An Overview of Hepatitis B Virus Structure Pathology and Therapeutics

The hepatitis B virus is a DNA virus belonging to the Hepadnaviridae family causing hepatitis B in humans. Hepatitis B is a viral infection that attacks the liver and can cause both acute and chronic disease. Treatment of Hepatitis B. The goal of treatment for chronic hepatitis B is to suppress HBV replication, prevent the progression of liver disease and thereby the development of cirrhosis, liver failure and HCC. Interferon alpha (?-IFN) is the first-line treatment option for patients without cirrhosis. Interferon has antiviral, anti-proliferative and immuno-modulatory effects. At a dose of 100 mg daily, lamivudine leads to a marked reduction or elimination of detectable HBV DNA in plasma in about 40% of HBeAg positive and 60-70% of HBeAg negative patients. Telbuvidine is a L-nucleoside analogue with potent anti-HBV activity. It is similar to lamivudine in mechanism of action and resistance profile but is more potent. However, its use is limited due to a high rate of resistance and cross-resistance with lamivudine. Emtricitabine is another L-nucleoside analogue with similar activity to that of lamivudine. Adefovir is a nucleotide analogue of deoxyadenosine monophosphate that has demonstrated efficacy in suppressing HBV DNA (20-50%) and normalizing liver function (50-70%). Entecavir is a carbocyclic analogue of 2' deoxyguanosine.
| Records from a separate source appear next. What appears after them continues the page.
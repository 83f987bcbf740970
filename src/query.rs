//! Translation of conditions into a declarative filter tree, the inverse of
//! [`Condition::eval`]: instead of testing one record it describes every
//! record a rule would match, for an external query engine to execute.
//!
//! The tree renders to the AQL-style JSON the storage layer understands:
//! `{"field": {"$op": value}}` leaves combined with `$and`/`$or`.
use std::cmp::Ordering;
use std::fmt;

use chrono::Days;
use regex::RegexBuilder;
use serde_json::{Map, Number, Value, json};
use tracing::debug;

use crate::condition::{APPROX_DAYS, Condition, ConditionDescriptor, ConditionValue};
use crate::datatype::{DateValue, NumberValue, approx_threshold, format_date};
use crate::error::TranslationError;
use crate::record::Record;
use crate::schema::{FieldType, Operator};

pub const DEFAULT_RECUR_DATE_BOUNDS: usize = 100;

#[derive(Debug, Clone, Copy, PartialEq, Eq)]
pub enum FilterOp {
    Eq,
    Ne,
    Gt,
    Gte,
    Lt,
    Lte,
    Like,
    NotLike,
    Regexp,
}

impl FilterOp {
    pub fn as_str(&self) -> &'static str {
        match self {
            FilterOp::Eq => "$eq",
            FilterOp::Ne => "$ne",
            FilterOp::Gt => "$gt",
            FilterOp::Gte => "$gte",
            FilterOp::Lt => "$lt",
            FilterOp::Lte => "$lte",
            FilterOp::Like => "$like",
            FilterOp::NotLike => "$notlike",
            FilterOp::Regexp => "$regexp",
        }
    }
}

#[derive(Debug, Clone, Copy, PartialEq, Eq)]
pub enum Transform {
    Lower,
    Neg,
}

impl Transform {
    pub fn as_str(&self) -> &'static str {
        match self {
            Transform::Lower => "$lower",
            Transform::Neg => "$neg",
        }
    }
}

// ------------- Filter -------------
#[derive(Debug, Clone, PartialEq)]
pub enum Filter {
    Compare {
        field: String,
        op: FilterOp,
        value: Value,
        transform: Option<Transform>,
    },
    And(Vec<Filter>),
    Or(Vec<Filter>),
    /// Matches no rows at all.
    Nothing,
}

impl Filter {
    pub fn compare(field: &str, op: FilterOp, value: Value) -> Self {
        Filter::Compare {
            field: field.to_string(),
            op,
            value,
            transform: None,
        }
    }
    pub fn transformed(field: &str, op: FilterOp, value: Value, transform: Transform) -> Self {
        Filter::Compare {
            field: field.to_string(),
            op,
            value,
            transform: Some(transform),
        }
    }

    pub fn to_json(&self) -> Value {
        match self {
            Filter::Compare {
                field,
                op,
                value,
                transform,
            } => {
                let mut inner = Map::new();
                if let Some(t) = transform {
                    inner.insert("$transform".to_string(), Value::from(t.as_str()));
                }
                inner.insert(op.as_str().to_string(), value.clone());
                let mut outer = Map::new();
                outer.insert(field.clone(), Value::Object(inner));
                Value::Object(outer)
            }
            Filter::And(filters) => {
                json!({ "$and": filters.iter().map(Filter::to_json).collect::<Vec<_>>() })
            }
            Filter::Or(filters) => {
                json!({ "$or": filters.iter().map(Filter::to_json).collect::<Vec<_>>() })
            }
            Filter::Nothing => json!({ "id": null }),
        }
    }

    /// Reference evaluation of the tree against one record, with SQL-like
    /// null handling: comparisons against a null or missing value fail
    /// unless they test for null.
    pub fn matches(&self, record: &Record) -> bool {
        match self {
            Filter::And(filters) => filters.iter().all(|f| f.matches(record)),
            Filter::Or(filters) => filters.iter().any(|f| f.matches(record)),
            Filter::Nothing => false,
            Filter::Compare {
                field,
                op,
                value,
                transform,
            } => {
                let actual = record.get(field).cloned().unwrap_or(Value::Null);
                let actual = match (transform, actual) {
                    (Some(Transform::Lower), Value::String(s)) => Value::String(s.to_lowercase()),
                    (Some(Transform::Neg), Value::Number(n)) => {
                        n.as_f64().map(|f| number(-f)).unwrap_or(Value::Null)
                    }
                    (_, other) => other,
                };
                compare_values(&actual, *op, value)
            }
        }
    }
}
It is a potent suppressor of HBV replication, resulting in loss of serum HBV DNA in 70-90%, and ALT normalization in 70-80% of patients. Tenofovir is a nucleotide analogue initially approved for the treatment of HIV. It is often used in a coformulation with emtricitabine. After 48 weeks of therapy with tenofovir, HBV DNA loss is achieved in 80-90% and ALT normalization in 70-80% of patients. Orthotopic liver transplantation is a treatment for chronic hepatitis B end-stage liver damage. However, the risk of reinfection on the graft is at least 80% with HBV presumably from extrahepatic reservoirs in the body.